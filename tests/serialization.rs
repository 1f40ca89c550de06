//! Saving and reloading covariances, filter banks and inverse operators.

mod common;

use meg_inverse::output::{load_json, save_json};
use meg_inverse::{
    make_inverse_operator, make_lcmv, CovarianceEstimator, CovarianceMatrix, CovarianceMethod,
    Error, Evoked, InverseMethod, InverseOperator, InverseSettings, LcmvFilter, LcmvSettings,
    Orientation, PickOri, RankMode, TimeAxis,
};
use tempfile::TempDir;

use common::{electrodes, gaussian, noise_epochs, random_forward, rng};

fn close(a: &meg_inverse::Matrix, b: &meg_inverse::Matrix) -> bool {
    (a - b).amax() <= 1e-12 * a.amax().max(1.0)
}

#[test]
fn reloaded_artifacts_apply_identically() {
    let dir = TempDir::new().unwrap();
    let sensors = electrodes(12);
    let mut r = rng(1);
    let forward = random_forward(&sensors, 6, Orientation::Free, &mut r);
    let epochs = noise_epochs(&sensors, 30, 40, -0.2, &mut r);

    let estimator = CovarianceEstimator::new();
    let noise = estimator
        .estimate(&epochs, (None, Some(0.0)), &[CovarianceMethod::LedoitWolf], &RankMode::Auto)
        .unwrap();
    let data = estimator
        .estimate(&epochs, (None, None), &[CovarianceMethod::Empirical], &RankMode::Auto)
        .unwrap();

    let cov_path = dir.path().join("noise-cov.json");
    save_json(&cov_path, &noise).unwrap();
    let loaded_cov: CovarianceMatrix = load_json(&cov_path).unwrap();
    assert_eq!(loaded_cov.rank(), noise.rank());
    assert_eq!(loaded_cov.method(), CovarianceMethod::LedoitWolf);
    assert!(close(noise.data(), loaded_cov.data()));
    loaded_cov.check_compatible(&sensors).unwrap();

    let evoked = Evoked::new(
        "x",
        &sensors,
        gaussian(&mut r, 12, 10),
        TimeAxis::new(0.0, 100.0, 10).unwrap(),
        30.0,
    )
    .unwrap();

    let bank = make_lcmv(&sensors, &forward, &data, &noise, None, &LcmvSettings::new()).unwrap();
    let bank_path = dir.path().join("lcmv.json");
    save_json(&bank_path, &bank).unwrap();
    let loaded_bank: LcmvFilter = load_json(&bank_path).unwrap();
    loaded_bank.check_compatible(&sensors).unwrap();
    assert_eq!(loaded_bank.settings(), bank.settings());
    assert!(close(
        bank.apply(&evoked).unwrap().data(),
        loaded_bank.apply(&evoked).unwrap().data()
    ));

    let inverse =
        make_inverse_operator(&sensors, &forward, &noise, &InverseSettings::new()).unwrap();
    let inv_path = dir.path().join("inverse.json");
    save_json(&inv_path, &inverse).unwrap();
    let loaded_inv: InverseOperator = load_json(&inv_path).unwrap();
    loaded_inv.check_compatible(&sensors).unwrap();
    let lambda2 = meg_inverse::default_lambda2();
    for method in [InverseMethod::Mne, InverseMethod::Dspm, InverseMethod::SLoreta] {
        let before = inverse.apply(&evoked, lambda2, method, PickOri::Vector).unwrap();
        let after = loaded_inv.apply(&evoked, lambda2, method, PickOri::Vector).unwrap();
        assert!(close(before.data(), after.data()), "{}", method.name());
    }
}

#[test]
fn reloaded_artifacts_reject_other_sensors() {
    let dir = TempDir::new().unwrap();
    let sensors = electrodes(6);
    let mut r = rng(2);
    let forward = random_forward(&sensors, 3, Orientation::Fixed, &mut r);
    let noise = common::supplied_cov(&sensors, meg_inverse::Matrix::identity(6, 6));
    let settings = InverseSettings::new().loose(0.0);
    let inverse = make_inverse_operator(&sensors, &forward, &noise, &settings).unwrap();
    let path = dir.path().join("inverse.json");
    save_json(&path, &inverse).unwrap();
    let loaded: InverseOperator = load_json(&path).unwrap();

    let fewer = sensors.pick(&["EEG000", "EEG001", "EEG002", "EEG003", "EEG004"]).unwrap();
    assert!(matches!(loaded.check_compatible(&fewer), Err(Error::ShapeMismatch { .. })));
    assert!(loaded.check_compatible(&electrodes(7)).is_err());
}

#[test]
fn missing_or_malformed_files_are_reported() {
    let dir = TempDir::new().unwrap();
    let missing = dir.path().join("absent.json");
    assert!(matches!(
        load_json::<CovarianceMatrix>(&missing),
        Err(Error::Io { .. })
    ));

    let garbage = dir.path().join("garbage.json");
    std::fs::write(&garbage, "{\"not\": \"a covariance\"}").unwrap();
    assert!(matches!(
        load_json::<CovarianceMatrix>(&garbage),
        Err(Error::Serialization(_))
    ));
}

____

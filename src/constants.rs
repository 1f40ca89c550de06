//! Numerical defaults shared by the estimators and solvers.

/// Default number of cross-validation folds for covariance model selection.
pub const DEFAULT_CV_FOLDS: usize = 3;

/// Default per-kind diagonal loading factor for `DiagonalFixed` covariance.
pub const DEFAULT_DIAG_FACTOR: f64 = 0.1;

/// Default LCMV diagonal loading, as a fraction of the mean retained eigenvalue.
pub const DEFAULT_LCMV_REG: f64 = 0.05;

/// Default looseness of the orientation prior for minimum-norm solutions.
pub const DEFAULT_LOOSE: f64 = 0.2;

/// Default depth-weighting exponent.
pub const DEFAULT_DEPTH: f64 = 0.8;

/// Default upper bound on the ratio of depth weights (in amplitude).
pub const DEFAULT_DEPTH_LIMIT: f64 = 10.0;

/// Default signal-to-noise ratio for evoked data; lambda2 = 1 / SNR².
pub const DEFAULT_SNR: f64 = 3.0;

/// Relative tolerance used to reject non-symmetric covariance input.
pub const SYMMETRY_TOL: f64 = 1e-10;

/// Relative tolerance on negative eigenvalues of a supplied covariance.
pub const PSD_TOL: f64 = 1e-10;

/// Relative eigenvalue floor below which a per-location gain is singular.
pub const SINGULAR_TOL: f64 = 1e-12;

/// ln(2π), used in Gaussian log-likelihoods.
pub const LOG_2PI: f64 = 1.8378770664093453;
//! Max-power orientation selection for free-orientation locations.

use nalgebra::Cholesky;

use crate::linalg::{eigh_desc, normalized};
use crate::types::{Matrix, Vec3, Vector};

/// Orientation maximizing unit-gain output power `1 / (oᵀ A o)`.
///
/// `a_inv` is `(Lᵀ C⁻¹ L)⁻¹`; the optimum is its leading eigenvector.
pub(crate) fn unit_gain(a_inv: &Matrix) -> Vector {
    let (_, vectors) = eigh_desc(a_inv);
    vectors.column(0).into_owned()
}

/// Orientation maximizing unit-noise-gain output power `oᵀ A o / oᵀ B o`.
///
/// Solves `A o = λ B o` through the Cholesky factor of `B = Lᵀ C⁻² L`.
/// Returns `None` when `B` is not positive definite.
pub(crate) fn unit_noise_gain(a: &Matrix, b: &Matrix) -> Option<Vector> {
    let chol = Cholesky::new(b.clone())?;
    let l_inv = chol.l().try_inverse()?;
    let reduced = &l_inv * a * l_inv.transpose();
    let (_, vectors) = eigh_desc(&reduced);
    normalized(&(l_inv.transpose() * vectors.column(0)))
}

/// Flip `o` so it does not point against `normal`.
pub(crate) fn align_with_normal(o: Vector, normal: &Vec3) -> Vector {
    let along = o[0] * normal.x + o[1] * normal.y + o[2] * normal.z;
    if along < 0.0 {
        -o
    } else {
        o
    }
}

____

From the records above, print only the lines between the one holding "filename tests/serialization.rs" and the one holding "let mut r = rng(1);", inclusive, exactly as they stand.

Exercise result >>
filename tests/serialization.rs
repository 1f40ca89c550de06
//! Saving and reloading covariances, filter banks and inverse operators.

mod common;

use meg_inverse::output::{load_json, save_json};
use meg_inverse::{
    make_inverse_operator, make_lcmv, CovarianceEstimator, CovarianceMatrix, CovarianceMethod,
    Error, Evoked, InverseMethod, InverseOperator, InverseSettings, LcmvFilter, LcmvSettings,
    Orientation, PickOri, RankMode, TimeAxis,
};
use tempfile::TempDir;

use common::{electrodes, gaussian, noise_epochs, random_forward, rng};

fn close(a: &meg_inverse::Matrix, b: &meg_inverse::Matrix) -> bool {
    (a - b).amax() <= 1e-12 * a.amax().max(1.0)
}

#[test]
fn reloaded_artifacts_apply_identically() {
    let dir = TempDir::new().unwrap();
    let sensors = electrodes(12);
    let mut r = rng(1);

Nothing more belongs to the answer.